[Start of Attachment]

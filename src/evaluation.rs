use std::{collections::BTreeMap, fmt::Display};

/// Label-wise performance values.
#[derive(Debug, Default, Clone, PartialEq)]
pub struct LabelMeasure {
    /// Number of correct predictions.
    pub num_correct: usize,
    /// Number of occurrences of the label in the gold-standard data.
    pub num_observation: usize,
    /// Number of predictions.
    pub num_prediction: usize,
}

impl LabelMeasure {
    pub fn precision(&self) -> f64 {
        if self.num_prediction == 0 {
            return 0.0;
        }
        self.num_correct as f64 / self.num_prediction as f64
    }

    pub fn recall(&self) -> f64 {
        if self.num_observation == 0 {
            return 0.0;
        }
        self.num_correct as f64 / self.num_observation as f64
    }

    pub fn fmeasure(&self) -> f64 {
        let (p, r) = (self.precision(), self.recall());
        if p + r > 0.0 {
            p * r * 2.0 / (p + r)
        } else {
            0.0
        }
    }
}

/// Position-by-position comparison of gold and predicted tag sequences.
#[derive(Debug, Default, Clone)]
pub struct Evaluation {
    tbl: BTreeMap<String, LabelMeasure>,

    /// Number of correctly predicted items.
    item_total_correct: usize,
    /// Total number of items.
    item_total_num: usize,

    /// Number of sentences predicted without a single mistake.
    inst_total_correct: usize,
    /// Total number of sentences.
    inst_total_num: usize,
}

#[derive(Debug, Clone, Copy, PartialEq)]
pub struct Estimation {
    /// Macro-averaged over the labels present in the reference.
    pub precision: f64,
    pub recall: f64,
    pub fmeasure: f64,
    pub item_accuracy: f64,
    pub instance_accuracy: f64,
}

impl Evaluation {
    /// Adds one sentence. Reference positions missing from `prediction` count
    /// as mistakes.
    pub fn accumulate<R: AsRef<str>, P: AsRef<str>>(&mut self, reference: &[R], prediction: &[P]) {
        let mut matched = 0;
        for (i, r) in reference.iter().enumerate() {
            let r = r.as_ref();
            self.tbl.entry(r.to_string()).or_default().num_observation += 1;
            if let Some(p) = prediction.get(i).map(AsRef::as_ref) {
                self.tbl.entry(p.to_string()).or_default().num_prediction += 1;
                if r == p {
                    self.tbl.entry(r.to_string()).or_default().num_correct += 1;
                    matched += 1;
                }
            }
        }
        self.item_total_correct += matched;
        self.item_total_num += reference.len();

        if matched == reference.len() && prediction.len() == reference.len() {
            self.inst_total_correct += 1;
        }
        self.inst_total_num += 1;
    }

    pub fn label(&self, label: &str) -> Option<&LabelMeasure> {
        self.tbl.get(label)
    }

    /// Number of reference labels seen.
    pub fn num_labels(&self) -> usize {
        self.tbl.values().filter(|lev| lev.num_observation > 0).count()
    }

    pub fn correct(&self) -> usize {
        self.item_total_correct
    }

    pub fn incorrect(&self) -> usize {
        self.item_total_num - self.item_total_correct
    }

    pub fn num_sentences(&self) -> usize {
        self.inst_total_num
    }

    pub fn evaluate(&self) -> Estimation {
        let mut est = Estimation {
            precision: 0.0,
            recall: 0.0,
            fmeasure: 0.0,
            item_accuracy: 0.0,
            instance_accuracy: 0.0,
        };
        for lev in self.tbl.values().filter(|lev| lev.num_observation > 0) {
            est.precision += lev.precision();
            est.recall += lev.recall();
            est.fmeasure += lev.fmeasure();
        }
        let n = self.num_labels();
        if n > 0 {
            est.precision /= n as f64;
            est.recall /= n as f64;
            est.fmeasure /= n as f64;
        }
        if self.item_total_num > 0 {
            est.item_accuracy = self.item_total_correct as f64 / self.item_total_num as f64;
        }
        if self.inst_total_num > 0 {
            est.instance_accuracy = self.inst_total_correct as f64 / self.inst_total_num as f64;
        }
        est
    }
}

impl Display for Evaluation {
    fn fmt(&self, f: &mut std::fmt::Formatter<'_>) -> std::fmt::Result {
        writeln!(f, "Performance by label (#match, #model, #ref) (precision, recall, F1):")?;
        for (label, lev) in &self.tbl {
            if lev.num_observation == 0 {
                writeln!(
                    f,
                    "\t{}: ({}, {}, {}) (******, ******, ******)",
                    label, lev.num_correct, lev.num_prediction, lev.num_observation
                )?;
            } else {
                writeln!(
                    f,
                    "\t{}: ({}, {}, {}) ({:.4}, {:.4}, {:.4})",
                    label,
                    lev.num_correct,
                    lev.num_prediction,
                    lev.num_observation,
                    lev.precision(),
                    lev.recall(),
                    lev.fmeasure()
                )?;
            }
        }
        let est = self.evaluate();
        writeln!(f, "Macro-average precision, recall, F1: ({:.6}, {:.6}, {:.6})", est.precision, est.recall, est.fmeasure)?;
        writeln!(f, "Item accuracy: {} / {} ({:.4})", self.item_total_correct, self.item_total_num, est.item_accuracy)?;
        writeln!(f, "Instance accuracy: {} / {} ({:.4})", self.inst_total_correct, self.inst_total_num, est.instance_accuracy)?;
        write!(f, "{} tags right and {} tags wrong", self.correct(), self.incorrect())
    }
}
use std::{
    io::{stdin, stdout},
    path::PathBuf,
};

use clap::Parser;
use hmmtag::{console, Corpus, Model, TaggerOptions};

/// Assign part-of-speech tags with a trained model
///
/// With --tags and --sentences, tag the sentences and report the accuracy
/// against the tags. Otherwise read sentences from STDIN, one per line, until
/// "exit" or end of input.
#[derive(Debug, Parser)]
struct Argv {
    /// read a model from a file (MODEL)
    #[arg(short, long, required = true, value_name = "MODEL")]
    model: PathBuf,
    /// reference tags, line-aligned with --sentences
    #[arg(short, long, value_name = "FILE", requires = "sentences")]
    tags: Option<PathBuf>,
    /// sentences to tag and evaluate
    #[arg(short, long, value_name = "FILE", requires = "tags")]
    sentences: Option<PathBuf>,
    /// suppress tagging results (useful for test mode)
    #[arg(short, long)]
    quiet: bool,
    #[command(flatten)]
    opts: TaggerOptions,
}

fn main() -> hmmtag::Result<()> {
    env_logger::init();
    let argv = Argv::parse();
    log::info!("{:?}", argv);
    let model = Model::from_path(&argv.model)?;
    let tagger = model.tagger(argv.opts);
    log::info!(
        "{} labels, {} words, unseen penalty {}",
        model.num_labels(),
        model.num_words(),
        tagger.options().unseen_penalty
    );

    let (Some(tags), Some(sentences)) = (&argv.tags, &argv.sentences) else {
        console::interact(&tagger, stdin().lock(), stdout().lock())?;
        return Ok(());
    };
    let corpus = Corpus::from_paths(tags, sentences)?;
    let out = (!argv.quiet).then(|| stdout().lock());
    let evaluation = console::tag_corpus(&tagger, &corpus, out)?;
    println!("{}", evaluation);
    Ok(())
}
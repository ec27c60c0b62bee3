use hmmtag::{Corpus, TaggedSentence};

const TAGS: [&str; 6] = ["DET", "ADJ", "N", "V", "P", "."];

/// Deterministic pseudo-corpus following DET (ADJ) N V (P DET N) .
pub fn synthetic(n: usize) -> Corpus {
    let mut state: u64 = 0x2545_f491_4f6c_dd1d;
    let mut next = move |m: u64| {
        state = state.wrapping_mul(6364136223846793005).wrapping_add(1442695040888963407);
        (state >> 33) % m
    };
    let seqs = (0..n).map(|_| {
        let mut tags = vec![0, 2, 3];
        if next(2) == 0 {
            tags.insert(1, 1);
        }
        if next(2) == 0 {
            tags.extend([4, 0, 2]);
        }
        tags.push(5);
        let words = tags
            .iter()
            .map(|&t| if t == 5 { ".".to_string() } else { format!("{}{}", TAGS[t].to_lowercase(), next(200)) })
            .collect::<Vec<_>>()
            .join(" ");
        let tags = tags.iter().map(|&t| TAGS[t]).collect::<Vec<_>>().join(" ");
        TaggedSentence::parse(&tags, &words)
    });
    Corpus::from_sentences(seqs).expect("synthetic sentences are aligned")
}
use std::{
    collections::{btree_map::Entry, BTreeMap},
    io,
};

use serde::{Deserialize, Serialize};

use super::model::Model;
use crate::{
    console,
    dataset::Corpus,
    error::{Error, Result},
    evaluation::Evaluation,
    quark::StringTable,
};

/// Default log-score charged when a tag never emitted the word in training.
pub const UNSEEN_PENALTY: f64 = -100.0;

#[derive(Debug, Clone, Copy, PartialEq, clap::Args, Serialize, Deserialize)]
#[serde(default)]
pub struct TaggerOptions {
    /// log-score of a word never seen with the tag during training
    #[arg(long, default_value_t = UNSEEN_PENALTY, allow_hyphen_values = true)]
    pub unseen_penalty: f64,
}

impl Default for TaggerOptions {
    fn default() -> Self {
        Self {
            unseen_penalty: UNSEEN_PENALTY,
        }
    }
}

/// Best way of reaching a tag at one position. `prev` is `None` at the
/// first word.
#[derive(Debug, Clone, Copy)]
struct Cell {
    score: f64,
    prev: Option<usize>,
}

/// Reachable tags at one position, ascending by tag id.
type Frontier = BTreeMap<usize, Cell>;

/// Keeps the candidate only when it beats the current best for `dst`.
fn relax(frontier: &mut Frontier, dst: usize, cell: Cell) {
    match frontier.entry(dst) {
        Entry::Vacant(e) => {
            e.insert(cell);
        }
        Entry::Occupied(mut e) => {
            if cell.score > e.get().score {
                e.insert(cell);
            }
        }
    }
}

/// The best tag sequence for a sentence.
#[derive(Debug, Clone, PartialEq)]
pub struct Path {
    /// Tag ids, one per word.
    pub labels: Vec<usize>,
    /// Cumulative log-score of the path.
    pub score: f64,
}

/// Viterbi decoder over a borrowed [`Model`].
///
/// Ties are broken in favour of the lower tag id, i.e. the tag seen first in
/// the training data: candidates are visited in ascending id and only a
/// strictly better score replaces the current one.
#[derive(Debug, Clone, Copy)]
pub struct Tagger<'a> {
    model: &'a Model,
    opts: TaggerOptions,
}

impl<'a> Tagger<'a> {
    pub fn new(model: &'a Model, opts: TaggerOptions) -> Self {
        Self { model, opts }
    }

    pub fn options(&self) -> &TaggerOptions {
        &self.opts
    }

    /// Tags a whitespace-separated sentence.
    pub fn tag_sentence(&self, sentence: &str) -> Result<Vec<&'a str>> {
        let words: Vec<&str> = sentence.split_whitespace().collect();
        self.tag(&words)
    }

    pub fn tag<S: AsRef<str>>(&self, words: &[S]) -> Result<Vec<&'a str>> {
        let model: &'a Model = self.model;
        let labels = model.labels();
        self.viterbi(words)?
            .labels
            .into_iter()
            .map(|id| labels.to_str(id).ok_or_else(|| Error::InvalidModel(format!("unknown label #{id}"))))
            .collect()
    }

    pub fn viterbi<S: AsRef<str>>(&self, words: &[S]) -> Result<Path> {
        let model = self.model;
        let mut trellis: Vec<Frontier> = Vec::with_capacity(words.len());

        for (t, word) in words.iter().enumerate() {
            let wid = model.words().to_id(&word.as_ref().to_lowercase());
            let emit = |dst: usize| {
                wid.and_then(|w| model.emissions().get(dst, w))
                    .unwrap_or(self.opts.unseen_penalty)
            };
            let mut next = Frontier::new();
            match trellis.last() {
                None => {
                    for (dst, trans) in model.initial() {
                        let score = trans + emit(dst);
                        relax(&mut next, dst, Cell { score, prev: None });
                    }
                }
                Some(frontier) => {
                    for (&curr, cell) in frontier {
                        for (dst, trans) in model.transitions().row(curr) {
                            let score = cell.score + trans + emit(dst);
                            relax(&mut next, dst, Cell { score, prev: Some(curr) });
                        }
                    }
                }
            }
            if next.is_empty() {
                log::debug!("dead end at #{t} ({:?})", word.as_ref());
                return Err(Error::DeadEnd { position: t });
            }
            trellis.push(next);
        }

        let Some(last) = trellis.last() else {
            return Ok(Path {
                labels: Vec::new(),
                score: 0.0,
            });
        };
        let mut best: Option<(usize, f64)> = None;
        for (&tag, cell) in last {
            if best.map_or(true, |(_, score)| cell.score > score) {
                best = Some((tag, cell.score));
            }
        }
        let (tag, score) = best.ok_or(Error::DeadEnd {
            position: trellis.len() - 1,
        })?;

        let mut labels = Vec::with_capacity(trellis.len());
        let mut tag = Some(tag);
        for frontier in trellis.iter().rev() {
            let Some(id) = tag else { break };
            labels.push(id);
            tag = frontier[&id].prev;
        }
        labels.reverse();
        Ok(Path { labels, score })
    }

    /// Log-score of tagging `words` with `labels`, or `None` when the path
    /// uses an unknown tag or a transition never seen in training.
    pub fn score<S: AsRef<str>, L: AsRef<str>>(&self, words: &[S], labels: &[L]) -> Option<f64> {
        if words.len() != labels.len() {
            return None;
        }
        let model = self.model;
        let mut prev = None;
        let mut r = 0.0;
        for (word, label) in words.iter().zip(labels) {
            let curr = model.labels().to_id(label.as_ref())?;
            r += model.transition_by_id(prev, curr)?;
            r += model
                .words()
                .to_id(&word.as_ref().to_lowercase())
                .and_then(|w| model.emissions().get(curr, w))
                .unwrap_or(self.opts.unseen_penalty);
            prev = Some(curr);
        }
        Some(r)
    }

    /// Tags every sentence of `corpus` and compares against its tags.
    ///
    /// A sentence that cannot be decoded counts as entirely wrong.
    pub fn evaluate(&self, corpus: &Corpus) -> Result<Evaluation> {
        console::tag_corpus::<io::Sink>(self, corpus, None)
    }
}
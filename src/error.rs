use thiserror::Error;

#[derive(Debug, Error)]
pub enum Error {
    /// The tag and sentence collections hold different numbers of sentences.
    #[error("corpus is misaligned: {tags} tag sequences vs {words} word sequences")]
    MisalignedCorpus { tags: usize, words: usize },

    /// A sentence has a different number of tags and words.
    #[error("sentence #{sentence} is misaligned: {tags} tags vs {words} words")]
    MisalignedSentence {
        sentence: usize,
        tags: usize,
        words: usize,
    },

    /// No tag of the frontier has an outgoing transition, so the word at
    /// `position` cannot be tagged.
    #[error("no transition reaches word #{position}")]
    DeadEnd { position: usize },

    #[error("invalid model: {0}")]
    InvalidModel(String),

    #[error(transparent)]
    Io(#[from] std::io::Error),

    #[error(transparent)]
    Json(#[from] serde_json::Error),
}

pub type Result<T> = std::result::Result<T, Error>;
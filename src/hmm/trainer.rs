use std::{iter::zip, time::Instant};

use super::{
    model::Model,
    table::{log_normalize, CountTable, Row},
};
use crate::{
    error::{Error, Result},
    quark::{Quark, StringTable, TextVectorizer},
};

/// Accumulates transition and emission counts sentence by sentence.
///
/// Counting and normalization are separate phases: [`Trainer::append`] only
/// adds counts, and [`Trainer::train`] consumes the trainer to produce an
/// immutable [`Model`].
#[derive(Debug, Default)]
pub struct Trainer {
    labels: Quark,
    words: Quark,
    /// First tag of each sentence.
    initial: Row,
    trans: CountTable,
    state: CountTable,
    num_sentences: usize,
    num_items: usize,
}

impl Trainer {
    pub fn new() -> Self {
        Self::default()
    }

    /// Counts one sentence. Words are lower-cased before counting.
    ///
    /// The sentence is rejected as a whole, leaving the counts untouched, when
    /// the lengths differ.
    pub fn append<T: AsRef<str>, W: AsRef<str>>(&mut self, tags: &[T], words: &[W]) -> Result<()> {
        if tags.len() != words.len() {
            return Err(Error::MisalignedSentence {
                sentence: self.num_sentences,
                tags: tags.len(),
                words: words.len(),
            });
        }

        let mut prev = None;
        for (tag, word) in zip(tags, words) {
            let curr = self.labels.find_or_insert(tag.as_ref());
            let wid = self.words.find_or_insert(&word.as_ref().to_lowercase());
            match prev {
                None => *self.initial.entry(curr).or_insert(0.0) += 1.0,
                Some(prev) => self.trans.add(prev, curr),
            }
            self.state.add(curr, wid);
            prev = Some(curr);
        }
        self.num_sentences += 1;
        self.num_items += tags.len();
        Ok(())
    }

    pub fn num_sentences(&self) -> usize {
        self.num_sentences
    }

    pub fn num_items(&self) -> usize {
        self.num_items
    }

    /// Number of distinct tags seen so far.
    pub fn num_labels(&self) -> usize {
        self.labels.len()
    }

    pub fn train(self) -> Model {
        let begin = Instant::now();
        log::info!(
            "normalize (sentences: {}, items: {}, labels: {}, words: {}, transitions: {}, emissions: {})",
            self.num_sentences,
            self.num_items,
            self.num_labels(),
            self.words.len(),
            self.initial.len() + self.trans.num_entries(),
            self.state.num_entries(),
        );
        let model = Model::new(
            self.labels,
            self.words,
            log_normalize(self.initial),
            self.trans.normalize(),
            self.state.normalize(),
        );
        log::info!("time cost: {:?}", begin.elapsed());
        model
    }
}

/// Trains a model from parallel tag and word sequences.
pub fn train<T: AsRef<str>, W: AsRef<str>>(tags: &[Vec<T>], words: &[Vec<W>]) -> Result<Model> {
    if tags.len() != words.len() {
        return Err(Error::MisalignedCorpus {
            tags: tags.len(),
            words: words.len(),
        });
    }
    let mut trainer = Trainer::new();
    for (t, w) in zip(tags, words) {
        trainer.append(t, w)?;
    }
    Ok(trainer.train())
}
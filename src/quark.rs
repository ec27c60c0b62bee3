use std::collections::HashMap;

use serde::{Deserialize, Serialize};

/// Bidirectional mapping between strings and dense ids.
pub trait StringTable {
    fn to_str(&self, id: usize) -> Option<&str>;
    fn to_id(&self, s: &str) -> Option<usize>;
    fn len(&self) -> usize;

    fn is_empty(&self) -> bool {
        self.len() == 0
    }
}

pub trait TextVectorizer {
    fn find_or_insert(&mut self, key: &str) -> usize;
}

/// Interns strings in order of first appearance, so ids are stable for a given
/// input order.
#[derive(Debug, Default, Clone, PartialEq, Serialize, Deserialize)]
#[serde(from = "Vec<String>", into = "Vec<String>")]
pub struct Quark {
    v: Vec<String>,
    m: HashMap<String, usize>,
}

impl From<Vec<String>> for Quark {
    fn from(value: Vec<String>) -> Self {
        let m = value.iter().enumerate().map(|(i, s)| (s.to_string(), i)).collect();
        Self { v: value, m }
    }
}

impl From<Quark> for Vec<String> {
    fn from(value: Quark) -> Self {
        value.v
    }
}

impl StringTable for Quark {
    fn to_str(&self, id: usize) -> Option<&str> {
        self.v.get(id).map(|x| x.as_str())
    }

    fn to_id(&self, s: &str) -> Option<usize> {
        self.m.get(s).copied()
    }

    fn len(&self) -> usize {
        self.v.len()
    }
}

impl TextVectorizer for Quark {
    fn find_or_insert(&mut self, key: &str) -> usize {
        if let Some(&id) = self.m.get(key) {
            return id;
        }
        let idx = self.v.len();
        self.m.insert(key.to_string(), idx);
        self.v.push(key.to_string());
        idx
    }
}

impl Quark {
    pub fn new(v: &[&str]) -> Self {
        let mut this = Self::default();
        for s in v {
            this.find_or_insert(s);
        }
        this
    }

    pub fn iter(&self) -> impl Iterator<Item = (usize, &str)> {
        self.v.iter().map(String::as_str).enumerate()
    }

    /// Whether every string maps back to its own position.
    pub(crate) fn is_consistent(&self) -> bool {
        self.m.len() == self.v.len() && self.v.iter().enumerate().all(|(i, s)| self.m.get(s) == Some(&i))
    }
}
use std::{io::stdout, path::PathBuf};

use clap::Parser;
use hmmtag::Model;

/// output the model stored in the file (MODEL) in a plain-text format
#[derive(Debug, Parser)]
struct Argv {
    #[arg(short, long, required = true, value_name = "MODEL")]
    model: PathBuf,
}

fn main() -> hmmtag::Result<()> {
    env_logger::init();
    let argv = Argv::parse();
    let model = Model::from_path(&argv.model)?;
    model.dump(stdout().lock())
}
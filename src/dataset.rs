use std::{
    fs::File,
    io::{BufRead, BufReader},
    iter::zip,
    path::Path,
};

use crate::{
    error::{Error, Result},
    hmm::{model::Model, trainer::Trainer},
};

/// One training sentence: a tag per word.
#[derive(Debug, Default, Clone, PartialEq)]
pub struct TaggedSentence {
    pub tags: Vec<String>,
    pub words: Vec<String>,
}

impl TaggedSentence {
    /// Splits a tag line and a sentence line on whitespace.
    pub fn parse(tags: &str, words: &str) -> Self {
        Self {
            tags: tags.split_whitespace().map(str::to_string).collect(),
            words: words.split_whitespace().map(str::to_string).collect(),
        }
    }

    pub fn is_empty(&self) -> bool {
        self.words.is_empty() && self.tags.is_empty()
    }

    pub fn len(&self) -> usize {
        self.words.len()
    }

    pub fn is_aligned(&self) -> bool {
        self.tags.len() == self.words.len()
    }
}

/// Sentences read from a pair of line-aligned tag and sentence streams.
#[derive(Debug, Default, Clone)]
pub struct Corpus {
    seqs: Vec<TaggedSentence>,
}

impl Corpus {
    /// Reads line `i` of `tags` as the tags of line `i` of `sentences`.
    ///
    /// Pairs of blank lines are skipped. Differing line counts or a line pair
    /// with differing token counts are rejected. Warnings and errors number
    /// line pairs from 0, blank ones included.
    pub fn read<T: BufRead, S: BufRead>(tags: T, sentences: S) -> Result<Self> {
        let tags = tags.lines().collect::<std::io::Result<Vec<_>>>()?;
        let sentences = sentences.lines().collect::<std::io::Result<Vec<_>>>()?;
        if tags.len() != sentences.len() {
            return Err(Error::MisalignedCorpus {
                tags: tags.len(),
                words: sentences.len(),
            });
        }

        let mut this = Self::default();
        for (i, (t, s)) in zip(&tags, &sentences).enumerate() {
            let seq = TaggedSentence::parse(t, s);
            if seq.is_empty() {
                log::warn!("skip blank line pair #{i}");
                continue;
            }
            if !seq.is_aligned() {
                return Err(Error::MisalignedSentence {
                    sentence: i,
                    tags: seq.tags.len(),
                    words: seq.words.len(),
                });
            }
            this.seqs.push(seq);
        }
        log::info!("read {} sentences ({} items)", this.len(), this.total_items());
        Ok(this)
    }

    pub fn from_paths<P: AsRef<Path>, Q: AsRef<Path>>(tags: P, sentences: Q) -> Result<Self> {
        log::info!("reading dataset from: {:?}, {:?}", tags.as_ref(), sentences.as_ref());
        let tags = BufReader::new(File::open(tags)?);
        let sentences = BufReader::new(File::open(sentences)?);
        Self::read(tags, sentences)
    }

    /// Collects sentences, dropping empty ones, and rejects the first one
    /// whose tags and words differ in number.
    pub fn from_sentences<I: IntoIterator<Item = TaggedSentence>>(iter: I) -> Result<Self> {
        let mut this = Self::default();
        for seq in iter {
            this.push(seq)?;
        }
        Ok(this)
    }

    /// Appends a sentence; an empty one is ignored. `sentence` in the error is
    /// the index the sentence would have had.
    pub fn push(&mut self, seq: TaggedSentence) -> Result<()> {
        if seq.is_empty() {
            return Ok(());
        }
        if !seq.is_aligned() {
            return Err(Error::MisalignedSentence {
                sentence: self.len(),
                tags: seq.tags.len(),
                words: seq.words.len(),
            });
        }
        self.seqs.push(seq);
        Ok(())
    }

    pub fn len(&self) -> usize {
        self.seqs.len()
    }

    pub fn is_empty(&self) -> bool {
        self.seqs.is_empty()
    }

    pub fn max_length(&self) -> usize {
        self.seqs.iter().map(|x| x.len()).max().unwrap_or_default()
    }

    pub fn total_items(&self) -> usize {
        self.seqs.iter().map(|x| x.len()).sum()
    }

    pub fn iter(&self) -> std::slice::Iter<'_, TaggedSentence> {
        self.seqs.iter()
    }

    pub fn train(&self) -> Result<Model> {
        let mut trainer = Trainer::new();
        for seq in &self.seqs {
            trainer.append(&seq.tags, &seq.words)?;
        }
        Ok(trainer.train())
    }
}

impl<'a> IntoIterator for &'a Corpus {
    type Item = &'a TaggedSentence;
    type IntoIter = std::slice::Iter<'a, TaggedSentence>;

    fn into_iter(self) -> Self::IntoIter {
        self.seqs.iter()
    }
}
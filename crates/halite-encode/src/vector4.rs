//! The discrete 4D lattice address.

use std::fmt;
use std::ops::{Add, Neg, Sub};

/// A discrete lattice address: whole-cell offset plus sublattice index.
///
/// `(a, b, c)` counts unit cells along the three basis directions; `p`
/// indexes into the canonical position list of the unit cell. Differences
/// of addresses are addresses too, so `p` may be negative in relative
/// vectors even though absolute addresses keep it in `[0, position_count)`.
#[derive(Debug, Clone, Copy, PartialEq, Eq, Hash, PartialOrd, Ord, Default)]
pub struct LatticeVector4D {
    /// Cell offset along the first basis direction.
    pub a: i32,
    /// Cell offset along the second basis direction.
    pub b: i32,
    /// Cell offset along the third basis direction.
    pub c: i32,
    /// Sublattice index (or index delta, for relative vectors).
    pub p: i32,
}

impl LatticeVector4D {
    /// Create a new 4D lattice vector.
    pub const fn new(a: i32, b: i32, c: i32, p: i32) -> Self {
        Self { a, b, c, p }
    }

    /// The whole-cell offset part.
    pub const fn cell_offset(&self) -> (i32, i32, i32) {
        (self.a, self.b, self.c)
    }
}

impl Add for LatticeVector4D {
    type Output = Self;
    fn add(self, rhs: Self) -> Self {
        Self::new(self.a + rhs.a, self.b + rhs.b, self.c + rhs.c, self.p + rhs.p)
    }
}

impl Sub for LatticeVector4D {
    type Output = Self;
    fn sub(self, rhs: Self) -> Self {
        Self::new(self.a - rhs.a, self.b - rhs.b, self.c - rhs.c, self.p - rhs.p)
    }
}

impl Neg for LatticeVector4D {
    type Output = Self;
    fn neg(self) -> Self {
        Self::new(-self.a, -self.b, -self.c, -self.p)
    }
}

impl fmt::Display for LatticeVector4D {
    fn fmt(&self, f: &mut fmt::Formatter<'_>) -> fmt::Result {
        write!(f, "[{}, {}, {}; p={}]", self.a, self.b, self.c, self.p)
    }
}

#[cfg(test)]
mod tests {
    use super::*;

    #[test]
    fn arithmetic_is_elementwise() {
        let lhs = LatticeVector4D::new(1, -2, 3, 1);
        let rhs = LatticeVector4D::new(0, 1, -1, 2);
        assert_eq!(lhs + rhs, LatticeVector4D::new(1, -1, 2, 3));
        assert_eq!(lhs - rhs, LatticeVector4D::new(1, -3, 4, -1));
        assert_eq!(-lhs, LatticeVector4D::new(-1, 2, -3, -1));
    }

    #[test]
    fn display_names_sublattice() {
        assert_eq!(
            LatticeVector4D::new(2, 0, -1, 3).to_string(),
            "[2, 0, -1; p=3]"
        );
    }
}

[End of Attachment]

# [Exercise]
Find how many lines of the material carry the string "PathBuf". Only the number should be in the answer.

# [Exercise answer]
6